▶ _Assignment_: When a line of the entries below contains "fully", it counts once; state how many such lines there are and nothing else.

▶ _Data records_:
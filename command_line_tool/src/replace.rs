use clap::Parser;
use tilemosaic::error::Result;
use tilemosaic::retrieval::ColorIndex;
use tilemosaic::scene::Scene;
use tilemosaic::tile_replacer::{TileDescriptor, TileReplacer};

/// Command line arguments structure.
#[derive(Parser, Debug)]
#[command(author, version, about = "Replaces optimized tiles with retrieved photographs.")]
struct Args {
    /// Color index model; trained from the dataset and saved here if missing
    #[arg(long, default_value = "color_index.json")]
    model: String,

    /// Directory of dataset images
    #[arg(long)]
    dataset: String,

    /// Tiles written by the optimizer
    #[arg(long, default_value = "results/tiles.json")]
    shapes: String,

    /// Groups written by the optimizer
    #[arg(long, default_value = "results/groups.json")]
    shapes_groups: String,

    /// Output image name; `.png` is appended unless it ends in `.png` or `.jpg`
    #[arg(long, default_value = "mosaic")]
    output: String,

    /// Canvas width
    #[arg(long, default_value_t = 224)]
    width: u32,

    /// Canvas height
    #[arg(long, default_value_t = 224)]
    height: u32,
}

fn main() {
    env_logger::init();
    let args = Args::parse();
    if let Err(e) = run(&args) {
        eprintln!("Error: {e}");
        std::process::exit(1);
    }
    println!("Done.");
}

fn run(args: &Args) -> Result<()> {
    let index = ColorIndex::load_or_train(&args.model, &args.dataset)?;
    let scene = Scene::load(args.width, args.height, &args.shapes, &args.shapes_groups)?;
    let tiles = TileDescriptor::from_scene(&scene);
    println!("Replacing {} tiles", tiles.len());

    let mosaic = TileReplacer::new(args.width, args.height).paint(&tiles, &index)?;
    let filename = output_filename(&args.output);
    println!("Writing image {filename}");
    mosaic.save(&filename)?;
    Ok(())
}

fn output_filename(name: &str) -> String {
    if name.ends_with(".png") || name.ends_with(".jpg") {
        name.to_string()
    } else {
        format!("{name}.png")
    }
}

#[cfg(test)]
mod tests {
    use super::*;

    #[test]
    fn png_is_appended_only_when_missing() {
        assert_eq!(output_filename("mosaic"), "mosaic.png");
        assert_eq!(output_filename("mosaic.png"), "mosaic.png");
        assert_eq!(output_filename("mosaic.jpg"), "mosaic.jpg");
        assert_eq!(output_filename("mosaic.jpeg"), "mosaic.jpeg.png");
    }
}
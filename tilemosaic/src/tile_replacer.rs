use crate::canvas_transform::CanvasTransform;
use crate::error::Result;
use crate::retrieval::Retriever;
use crate::scene::Scene;
use image::{Rgb, RgbImage};
use log::{debug, info};

/// Everything the replacer needs to know about one optimized tile.
#[derive(Debug, Clone, PartialEq)]
pub struct TileDescriptor {
    /// Pixel size, `base_size + delta * delta_coe` truncated towards zero.
    pub size: [i64; 2],
    /// Upper-left anchor in canvas pixels.
    pub anchor: [f32; 2],
    /// Rotation of the group in degrees.
    pub angle_degrees: f32,
    /// Translation of the group in canvas pixels.
    pub translation: [f32; 2],
    /// RGBA fill in `[0, 1]`.
    pub fill: [f32; 4],
    /// Shape-to-canvas transform of the group.
    pub transform: CanvasTransform,
}

impl TileDescriptor {
    /// Describes every tile of `scene`, in paint order.
    pub fn from_scene(scene: &Scene) -> Vec<TileDescriptor> {
        scene
            .tiles()
            .iter()
            .zip(scene.groups())
            .map(|(tile, group)| {
                let [w, h] = tile.effective_size();
                let transform = group.canvas_transform();
                let (tx, ty) = transform.translation();
                TileDescriptor {
                    size: [w as i64, h as i64],
                    anchor: tile.upper_left,
                    angle_degrees: transform.rotation_degrees(),
                    translation: [tx, ty],
                    fill: group.fill_color(),
                    transform,
                }
            })
            .collect()
    }

    /// Fill color as 8-bit RGB, the retrieval query.
    ///
    /// # Examples
    /// ```
    /// # use tilemosaic::tile_replacer::TileDescriptor;
    /// # use tilemosaic::canvas_transform::CanvasTransform;
    /// let d = TileDescriptor {
    ///     size: [14, 14],
    ///     anchor: [0.0, 0.0],
    ///     angle_degrees: 0.0,
    ///     translation: [0.0, 0.0],
    ///     fill: [1.2, 0.5, -0.1, 1.0],
    ///     transform: CanvasTransform::identity(),
    /// };
    /// assert_eq!(d.query_color(), [255, 127, 0]);
    /// ```
    pub fn query_color(&self) -> [u8; 3] {
        [0usize, 1, 2].map(|c| (self.fill[c] * 255.0).clamp(0.0, 255.0) as u8)
    }
}

/// Turns optimized tiles into a photomosaic.
///
/// # How It Works
/// 1. **Retrieval**: every tile asks the [`Retriever`] for a patch of its pixel size
///    that matches its fill color.
/// 2. **Placement**: the patch is painted at the tile anchor into a canvas-sized layer
///    along with a fully set mask; parts falling outside the canvas are dropped.
/// 3. **Warp**: layer and mask are mapped through the tile's transform with bilinear
///    interpolation.
/// 4. **Compositing**: output pixels where the warped mask is fully set take the
///    warped layer. Later tiles overwrite earlier ones.
pub struct TileReplacer {
    width: u32,
    height: u32,
}

impl TileReplacer {
    pub fn new(width: u32, height: u32) -> Self {
        TileReplacer { width, height }
    }

    /// Builds the photomosaic on a black canvas.
    pub fn paint(&self, tiles: &[TileDescriptor], retriever: &dyn Retriever) -> Result<RgbImage> {
        let mut canvas = RgbImage::new(self.width, self.height);
        for (i, tile) in tiles.iter().enumerate() {
            let [w, h] = tile.size;
            if w <= 0 || h <= 0 {
                debug!("tile {i} has size {w}x{h}, skipped");
                continue;
            }
            let patch = retriever.retrieve(tile.query_color(), (w as u32, h as u32))?;
            self.composite(&mut canvas, &patch, tile);
        }
        info!("painted {} tiles", tiles.len());
        Ok(canvas)
    }

    /// Warps one patch onto the canvas.
    pub fn composite(&self, canvas: &mut RgbImage, patch: &RgbImage, tile: &TileDescriptor) {
        let Some(inverse) = tile.transform.inverse() else {
            return;
        };
        let layer = PatchLayer {
            patch,
            x0: tile.anchor[0] as i64,
            y0: tile.anchor[1] as i64,
            width: self.width as i64,
            height: self.height as i64,
        };

        // Only the transformed patch rectangle, grown by one pixel, can receive writes.
        let (pw, ph) = (patch.width() as f32, patch.height() as f32);
        let (ax, ay) = (layer.x0 as f32, layer.y0 as f32);
        let corners = [(ax, ay), (ax + pw, ay), (ax + pw, ay + ph), (ax, ay + ph)];
        let mut min = (f32::INFINITY, f32::INFINITY);
        let mut max = (f32::NEG_INFINITY, f32::NEG_INFINITY);
        for (x, y) in corners {
            let (cx, cy) = tile.transform.apply(x, y);
            min = (min.0.min(cx), min.1.min(cy));
            max = (max.0.max(cx), max.1.max(cy));
        }
        let x_start = (min.0.floor() - 1.0).max(0.0) as u32;
        let y_start = (min.1.floor() - 1.0).max(0.0) as u32;
        let x_end = ((max.0.ceil() + 1.0).max(0.0) as u32).min(self.width);
        let y_end = ((max.1.ceil() + 1.0).max(0.0) as u32).min(self.height);

        for y in y_start..y_end {
            for x in x_start..x_end {
                let (sx, sy) = inverse.apply(x as f32, y as f32);
                if let Some(rgb) = layer.sample_if_covered(sx, sy) {
                    canvas.put_pixel(x, y, rgb);
                }
            }
        }
    }
}

/// A patch placed into a canvas-sized layer whose mask is set exactly where the
/// patch landed inside the canvas.
struct PatchLayer<'a> {
    patch: &'a RgbImage,
    x0: i64,
    y0: i64,
    width: i64,
    height: i64,
}

impl PatchLayer<'_> {
    fn texel(&self, x: i64, y: i64) -> Option<[u8; 3]> {
        if x < 0 || y < 0 || x >= self.width || y >= self.height {
            return None;
        }
        let (px, py) = (x - self.x0, y - self.y0);
        if px < 0 || py < 0 || px >= self.patch.width() as i64 || py >= self.patch.height() as i64 {
            return None;
        }
        Some(self.patch.get_pixel(px as u32, py as u32).0)
    }

    /// Bilinear sample of the layer at `(x, y)` when the bilinear mask is full there.
    fn sample_if_covered(&self, x: f32, y: f32) -> Option<Rgb<u8>> {
        let xf = x.floor();
        let yf = y.floor();
        let fx = x - xf;
        let fy = y - yf;
        let (x0, y0) = (xf as i64, yf as i64);

        let taps = [
            (x0, y0, (1.0 - fx) * (1.0 - fy)),
            (x0 + 1, y0, fx * (1.0 - fy)),
            (x0, y0 + 1, (1.0 - fx) * fy),
            (x0 + 1, y0 + 1, fx * fy),
        ];
        let mut mask = 0.0f32;
        let mut rgb = [0.0f32; 3];
        for (tx, ty, weight) in taps {
            if weight <= 0.0 {
                continue;
            }
            if let Some(t) = self.texel(tx, ty) {
                mask += weight * 255.0;
                for c in 0..3 {
                    rgb[c] += weight * t[c] as f32;
                }
            }
        }
        if mask.round() < 255.0 {
            return None;
        }
        Some(Rgb(rgb.map(|v| v.round().clamp(0.0, 255.0) as u8)))
    }
}
use clap::Parser;
use log::info;
use std::path::{Path, PathBuf};
use tilemosaic::coefficients::CoefficientBundle;
use tilemosaic::error::Result;
use tilemosaic::loss_engine::{LossEngine, Objective};
use tilemosaic::optimizer::{save_final_render, OptimizerLoop, OptimizerSettings};
use tilemosaic::pruner::TilePruner;
use tilemosaic::rasterizer::{CpuRasterizer, RenderSettings};
use tilemosaic::rendered_image::load_target;
use tilemosaic::tile_grid::TileGrid;

/// Command line arguments structure.
#[derive(Parser, Debug)]
#[command(author, version, about = "Fits a grid of colored tiles to a target image.")]
struct Args {
    /// Target image filename
    #[arg()]
    target: String,

    /// Number of optimization iterations
    #[arg(long, default_value_t = 100)]
    num_iter: usize,

    /// JSON file with the best hyperparameters; defaults are used if it is missing
    #[arg(long, default_value = "best_params.json")]
    params: String,

    /// Directory receiving snapshots and the optimized tiles/groups
    #[arg(long, default_value = "results")]
    output_dir: String,

    /// How many tiles to prune after optimization (0 disables pruning)
    #[arg(long, default_value_t = 0)]
    num_to_delete: usize,

    /// Seed of the initial tile colors
    #[arg(long, default_value_t = 0)]
    seed: u64,

    /// Samples per pixel along each axis
    #[arg(long, default_value_t = 2)]
    samples: u32,

    /// Gamma used to linearize the target and encode the snapshots
    #[arg(long, default_value_t = 2.2)]
    gamma: f32,
}

fn main() {
    env_logger::init();
    let args = Args::parse();
    if let Err(e) = run(&args) {
        eprintln!("Error: {e}");
        std::process::exit(1);
    }
    println!("Done.");
}

fn run(args: &Args) -> Result<()> {
    println!("Reading target image: {}", args.target);
    let target = load_target(&args.target, args.gamma)?;
    let (width, height) = target.dimensions();

    let coefficients = CoefficientBundle::load_or_default(&args.params, CoefficientBundle::pixel_defaults());
    let output_dir = PathBuf::from(&args.output_dir);
    std::fs::create_dir_all(&output_dir)?;

    let mut scene = TileGrid::pixel_layout(width, height).build_scene(args.seed);
    info!("initial scene: {} tiles on {}x{}", scene.len(), width, height);

    let engine = LossEngine::new(
        Objective::pixel(target),
        Box::new(CpuRasterizer::default()),
        RenderSettings {
            samples_x: args.samples,
            samples_y: args.samples,
            background: None,
        },
        coefficients.clone(),
    );

    let settings = OptimizerSettings {
        num_iterations: args.num_iter,
        snapshot_dir: Some(output_dir.clone()),
        gamma: args.gamma,
        final_render: args.num_to_delete == 0,
        ..OptimizerSettings::default()
    };
    let report = OptimizerLoop::new(settings, &coefficients).run(&mut scene, &engine)?;
    if let Some(loss) = report.final_loss() {
        println!("Final loss: {loss:.6}");
    }

    if args.num_to_delete > 0 {
        let mut pruner = TilePruner::after_optimization(args.num_iter);
        pruner.snapshot_dir = Some(output_dir.join("pruning"));
        pruner.gamma = args.gamma;
        let pruned = pruner.prune(&mut scene, &engine, args.num_to_delete)?;
        println!("Pruned {} tiles, {} left", pruned.removals.len(), scene.len());
        save_final_render(&scene, &engine, &output_dir, args.gamma)?;
    }

    save_scene(&scene, &output_dir)
}

fn save_scene(scene: &tilemosaic::scene::Scene, dir: &Path) -> Result<()> {
    let tiles = dir.join("tiles.json");
    let groups = dir.join("groups.json");
    scene.save(&tiles, &groups)?;
    println!("Tiles written to {} and {}", tiles.display(), groups.display());
    Ok(())
}
use thiserror::Error;

#[derive(Error, Debug)]
pub enum MosaicError {
    #[error("IO error: {0}")]
    IoError(#[from] std::io::Error),

    #[error("Image error: {0}")]
    ImageError(#[from] image::ImageError),

    #[error("JSON error: {0}")]
    JsonError(#[from] serde_json::Error),

    #[error("Render error: {0}")]
    RenderError(String),

    #[error("Embedding error: {0}")]
    EmbeddingError(String),

    #[error("Retrieval error: {0}")]
    RetrievalError(String),

    #[error("Empty dataset: {0}")]
    EmptyDataset(String),

    #[error("Scene mismatch: {tiles} tiles but {groups} groups")]
    SceneMismatch { tiles: usize, groups: usize },

    #[error("Parameter vector for {family} has length {actual}, expected {expected}")]
    ParameterLength {
        family: &'static str,
        expected: usize,
        actual: usize,
    },

    #[error("Target image is {actual_width}x{actual_height}, canvas is {width}x{height}")]
    TargetSize {
        width: u32,
        height: u32,
        actual_width: u32,
        actual_height: u32,
    },
}

pub type Result<T> = std::result::Result<T, MosaicError>;
use crate::error::Result;
use log::{info, warn};
use serde::{Deserialize, Serialize};
use std::path::Path;

/// Hyperparameters shared by the loss engine and the optimizer loop.
///
/// A bundle is loaded once at start-up and never mutated afterwards. Two default sets
/// exist because the pixel objective and the similarity objective were tuned separately:
/// see [`CoefficientBundle::pixel_defaults`] and [`CoefficientBundle::similarity_defaults`].
#[derive(Clone, Debug, PartialEq, Serialize, Deserialize)]
pub struct CoefficientBundle {
    /// Learning rate of the tile size deltas.
    pub delta_lr: f32,
    /// Learning rate of the group rotation angles.
    pub angle_lr: f32,
    /// Learning rate of the group translations.
    pub translation_lr: f32,
    /// Learning rate of the group fill colors.
    pub color_lr: f32,

    /// Per-axis weight of the squared tile delta penalty.
    pub reg_delta_coe: [f32; 2],
    /// Per-axis weight of the squared group translation penalty.
    pub reg_displacement_coe: [f32; 2],
    /// Weight of the squared group angle penalty.
    pub angle_coe: f32,

    /// Weight of the bounding box overlap between neighboring tiles.
    pub overlap_coe: f32,
    /// How many nearest tiles count as neighbors of a tile.
    pub neighbor_num: usize,
    /// Weight of the color/geometry divergence between neighboring tiles.
    pub neighbor_coe: f32,
    /// Weight of the spacing change between neighboring tile centers.
    pub joint_coe: f32,

    /// Weight of the negative prompt similarity (similarity objective only).
    pub neg_clip_coe: f32,
    /// Weight of the total variation of the composited image.
    pub image_coe: f32,
}

impl CoefficientBundle {
    /// Defaults used when fitting a target image.
    ///
    /// ```
    /// # use tilemosaic::coefficients::CoefficientBundle;
    /// let c = CoefficientBundle::pixel_defaults();
    /// assert_eq!(c.neighbor_num, 1);
    /// assert_eq!(c.overlap_coe, 0.0);
    /// ```
    pub fn pixel_defaults() -> Self {
        CoefficientBundle {
            delta_lr: 0.01,
            angle_lr: 0.01,
            translation_lr: 0.01,
            color_lr: 0.01,
            reg_delta_coe: [1e-4, 1e-4],
            reg_displacement_coe: [1e-4, 1e-4],
            angle_coe: 1e-4,
            overlap_coe: 0.0,
            neighbor_num: 1,
            neighbor_coe: 0.0,
            joint_coe: 0.0,
            neg_clip_coe: 0.0,
            image_coe: 0.0,
        }
    }

    /// Defaults used when fitting a text prompt.
    pub fn similarity_defaults() -> Self {
        CoefficientBundle {
            delta_lr: 0.01,
            angle_lr: 0.01,
            translation_lr: 0.01,
            color_lr: 0.01,
            reg_delta_coe: [1e-4, 1e-4],
            reg_displacement_coe: [0.0, 0.0],
            angle_coe: 0.0,
            overlap_coe: 1e-4,
            neighbor_num: 1,
            neighbor_coe: 0.0,
            joint_coe: 1e-4,
            neg_clip_coe: 0.3,
            image_coe: 0.0,
        }
    }

    /// Loads a bundle from a JSON file, or returns `defaults` if the file is missing
    /// or cannot be parsed. A missing file is never fatal.
    pub fn load_or_default(path: impl AsRef<Path>, defaults: CoefficientBundle) -> Self {
        let path = path.as_ref();
        match std::fs::read_to_string(path) {
            Ok(json) => match serde_json::from_str::<CoefficientBundle>(&json) {
                Ok(bundle) => {
                    info!("Loaded best parameters from {}: {:?}", path.display(), bundle);
                    bundle
                }
                Err(e) => {
                    warn!("Failed to parse {}: {}. Using default parameters.", path.display(), e);
                    defaults
                }
            },
            Err(_) => {
                info!("No best parameters found at {}, using default parameters", path.display());
                defaults
            }
        }
    }

    /// Writes the bundle as pretty-printed JSON.
    pub fn save(&self, path: impl AsRef<Path>) -> Result<()> {
        let json = serde_json::to_string_pretty(self)?;
        std::fs::write(path, json)?;
        Ok(())
    }
}

impl Default for CoefficientBundle {
    fn default() -> Self {
        Self::pixel_defaults()
    }
}
use crate::error::Result;
use crate::loss_engine::{LossBreakdown, LossEngine};
use crate::scene::{ParamFamily, Scene};
use std::collections::HashMap;

/// Per-family gradients, laid out like [`Scene::parameters`].
#[derive(Debug, Clone, Default, PartialEq)]
pub struct Gradients {
    values: HashMap<ParamFamily, Vec<f32>>,
}

impl Gradients {
    /// Gradient of `family`; empty if it was never computed.
    pub fn get(&self, family: ParamFamily) -> &[f32] {
        self.values.get(&family).map(Vec::as_slice).unwrap_or(&[])
    }

    pub fn insert(&mut self, family: ParamFamily, values: Vec<f32>) {
        self.values.insert(family, values);
    }

    /// Euclidean norm over every family.
    pub fn norm(&self) -> f32 {
        self.values.values().flatten().map(|g| g * g).sum::<f32>().sqrt()
    }
}

/// Central finite differences of the regularized loss.
///
/// Every perturbed evaluation reuses the iteration's seed, so the render jitter and
/// augmentation draws are the same on both sides of a difference.
#[derive(Debug, Clone, Copy, PartialEq)]
pub struct FiniteDifference {
    pub color_step: f32,
    pub delta_step: f32,
    pub angle_step: f32,
    pub translation_step: f32,
}

impl Default for FiniteDifference {
    fn default() -> Self {
        FiniteDifference {
            color_step: 1e-2,
            delta_step: 1e-1,
            angle_step: 1e-2,
            translation_step: 1e-3,
        }
    }
}

impl FiniteDifference {
    pub fn step(&self, family: ParamFamily) -> f32 {
        match family {
            ParamFamily::Color => self.color_step,
            ParamFamily::Delta => self.delta_step,
            ParamFamily::Angle => self.angle_step,
            ParamFamily::Translation => self.translation_step,
        }
    }

    /// Evaluates the loss at the current parameters and its gradient for every family.
    ///
    /// The scene is perturbed one scalar at a time and every scalar is written back to
    /// its original value, so it leaves this function unchanged.
    pub fn gradients(&self, engine: &LossEngine, scene: &mut Scene, seed: u64) -> Result<(LossBreakdown, Gradients)> {
        let loss = engine.evaluate(scene, seed, true)?;
        let mut gradients = Gradients::default();
        for family in ParamFamily::ALL {
            let h = self.step(family);
            let values = scene.parameters(family);
            let mut grad = vec![0.0; values.len()];
            for (i, &v) in values.iter().enumerate() {
                scene.set_parameter(family, i, v + h);
                let plus = engine.evaluate(scene, seed, true);
                scene.set_parameter(family, i, v - h);
                let minus = engine.evaluate(scene, seed, true);
                scene.set_parameter(family, i, v);
                grad[i] = (plus?.total() - minus?.total()) / (2.0 * h);
            }
            gradients.insert(family, grad);
        }
        Ok((loss, gradients))
    }
}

▶ _Written response_: 2